予以说明,在上述中,abl基因的多态性还包括该基因的附近区域的多态性。 
根据本发明的探针,即使是具有检测目的变异的abl基因(包括bcr-abl融合基因中的abl基因。以下同样。)(变异基因)和未发生变异的abl基因(正常基因)共存的情况下,也能够检测发生了前述目的变异的检测对象序列。Tm分析中,探针与仅一个碱基不同的变异基因和正常基因这两者杂交时,熔解曲线中两者的信号重叠,检测变异基 因的存在是非常困难的。与此相对,本发明的探针虽与变异基因和正常基因这两者杂交,但熔解曲线中两者的信号能够充分分离。因此,根据本发明能够以比以前更优异的灵敏度对变异基因进行检测。 
若预先将本发明的探针添加到PCR等基因扩增体系中,则基因扩增反应结束后仅进行Tm分析即能够以高灵敏度进行多个基因变异型的分型。进而,由于能够直接检查全血、口腔粘膜悬浮液等,因此能够减少功夫和成本。 
本发明的探针特异性高,检测灵敏度高。 
通过使用本发明的方法,即使是进行PCR的情况下,也不必取出扩增产物,因此几乎不存在污染的危险性。此外,本发明的方法步骤简单,因此容易自动化。 
附图说明
图1中,(A)是表示核酸混合物的熔解曲线的一个例子的图,(B)是表示微分熔解曲线的一个例子的图。 
图2是表示标准曲线的一个例子的图。 
图3A表示的是实施例1的对含有T1076G(F359C)的质粒(变异含有率2.5%)使用序列号9(3’末端标记)的探针的Tm分析中的每单位时间的TAMRA的荧光强度变化量(d荧光强度增加量/t)的变化。纵轴为每单位时间的荧光强度变化量(d荧光强度增加量/t),横轴为温度(℃)。 
图3B表示的是比较例1的对含有T1076G(F359C)的质粒(变异含有率2.5%)使用序列号9(5’末端标记)的探针的Tm分析中每单位时间的TAMRA的荧光强度变化量(d荧光强度增加量/t)的变化。纵轴为每单位时间的荧光强度变化量(d荧光强度增加量/t),横轴为温度(℃)。 

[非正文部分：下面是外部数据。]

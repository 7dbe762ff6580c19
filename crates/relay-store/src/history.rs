use std::collections::HashMap;
use std::sync::Arc;

use parking_lot::Mutex;
use relay_core::{Message, SessionId};

use crate::error::StoreError;

/// Durable, append-only message log keyed by session.
///
/// Implementations must make `append` and `read_all` atomic with respect to
/// each other for the same session; different sessions may proceed in
/// parallel.
pub trait HistoryStore: Send + Sync {
    /// Append one message to the end of the session's history.
    fn append(&self, session_id: &SessionId, message: &Message) -> Result<(), StoreError>;

    /// All messages for a session in append order. Unknown sessions yield an
    /// empty vector.
    fn read_all(&self, session_id: &SessionId) -> Result<Vec<Message>, StoreError>;

    /// Purge a session's history. Returns whether anything was removed.
    fn delete(&self, session_id: &SessionId) -> Result<bool, StoreError>;

    /// Sessions that currently have persisted history.
    fn list_sessions(&self) -> Result<Vec<SessionId>, StoreError>;
}

/// Per-session lock table for read-modify-write linearization.
pub(crate) struct SessionLocks {
    locks: Mutex<HashMap<String, Arc<Mutex<()>>>>,
}

impl SessionLocks {
    pub(crate) fn new() -> Self {
        Self {
            locks: Mutex::new(HashMap::new()),
        }
    }

    pub(crate) fn get(&self, session_id: &SessionId) -> Arc<Mutex<()>> {
        self.locks
            .lock()
            .entry(session_id.as_str().to_string())
            .or_insert_with(|| Arc::new(Mutex::new(())))
            .clone()
    }

    /// Drop the lock entry once nobody else holds it.
    pub(crate) fn release(&self, session_id: &SessionId) {
        let mut locks = self.locks.lock();
        let idle = locks
            .get(session_id.as_str())
            .is_some_and(|lock| Arc::strong_count(lock) == 1);
        if idle {
            locks.remove(session_id.as_str());
        }
    }

    #[cfg(test)]
    pub(crate) fn is_empty(&self) -> bool {
        self.locks.lock().is_empty()
    }
}
use relay_core::RelayError;

#[derive(Debug, thiserror::Error)]
pub enum StoreError {
    #[error("database error: {0}")]
    Database(String),

    #[error("serialization error: {0}")]
    Serialization(String),

    #[error("IO error: {0}")]
    Io(String),

    #[error("corrupt row in {table}.{column}: {detail}")]
    CorruptRow {
        table: &'static str,
        column: &'static str,
        detail: String,
    },

    /// Session id cannot be used as a storage key.
    #[error("invalid session key: {0}")]
    InvalidKey(String),
}

impl From<rusqlite::Error> for StoreError {
    fn from(e: rusqlite::Error) -> Self {
        StoreError::Database(e.to_string())
    }
}

impl From<serde_json::Error> for StoreError {
    fn from(e: serde_json::Error) -> Self {
        StoreError::Serialization(e.to_string())
    }
}

impl From<std::io::Error> for StoreError {
    fn from(e: std::io::Error) -> Self {
        StoreError::Io(e.to_string())
    }
}

impl From<StoreError> for RelayError {
    fn from(e: StoreError) -> Self {
        match e {
            StoreError::InvalidKey(key) => {
                RelayError::MalformedRequest(format!("invalid session id: {key}"))
            }
            other => RelayError::PersistenceFailure(other.to_string()),
        }
    }
}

图4A表示的是实施例2-1的对含有T757C(Y253H)的质粒(变异 含有率0%(I)、10%(II)、20%(III))使用序列号10的探针的Tm分析中每单位时间的TAMRA的荧光强度变化量(d荧光强度增加量/t)的变化。纵轴为每单位时间的荧光强度变化量(d荧光强度增加量/t,横轴为温度(℃)。 
图4B表示的是实施例2-2的对含有T757C(Y253H)的质粒(变异含有率10%)使用序列号11的探针的Tm分析中每单位时间的TAMRA的荧光强度变化量(d荧光强度增加量/t)的变化。纵轴为每单位时间的荧光强度变化量(d荧光强度增加量/t,横轴为温度(℃)。 
图4C表示的是实施例2-3的对含有T757C(Y253H)的质粒(变异含有率10%)使用序列号12的探针的Tm分析中每单位时间的TAMRA的荧光强度变化量(d荧光强度增加量/t)的变化。纵轴为每单位时间的荧光强度变化量(d荧光强度增加量/t,横轴为温度(℃)。 
图5A表示的是实施例3-1的对含有A764T(E255V)的探针的互补链(变异含有率10%)使用序列号13的探针的Tm分析中每单位时间的TAMRA的荧光强度变化量(d荧光强度增加量/t)的变化。纵轴为每单位时间的荧光强度变化量(d荧光强度增加量/t,横轴为温度(℃)。 
图5B表示的是实施例3-2的对含有A764T(E255V)的探针的互补链(变异含有率10%)使用序列号14的探针的Tm分析中每单位时间的TAMRA的荧光强度变化量(d荧光强度增加量/t)的变化。纵轴为每单位时间的荧光强度变化量(d荧光强度增加量/t,横轴为温度(℃)。 
图5C表示的是实施例3-3的对含有A764T(E255V)的探针的互补链(变异含有率10%)使用序列号15的探针的Tm分析中每单位时间的TAMRA的荧光强度变化量(d荧光强度增加量/t)的变化。纵轴为每单位时间的荧光强度变化量(d荧光强度增加量/t,横轴为温度(℃)。 
图5D表示的是实施例3-4的对含有A764T(E255V)的探针的互补链(变异含有率10%)使用序列号16的探针的Tm分析中每单位时间的TAMRA的荧光强度变化量(d荧光强度增加量/t)的变化。纵轴为每单位时间的荧光强度变化量(d荧光强度增加量/t,横轴为温度(℃)。 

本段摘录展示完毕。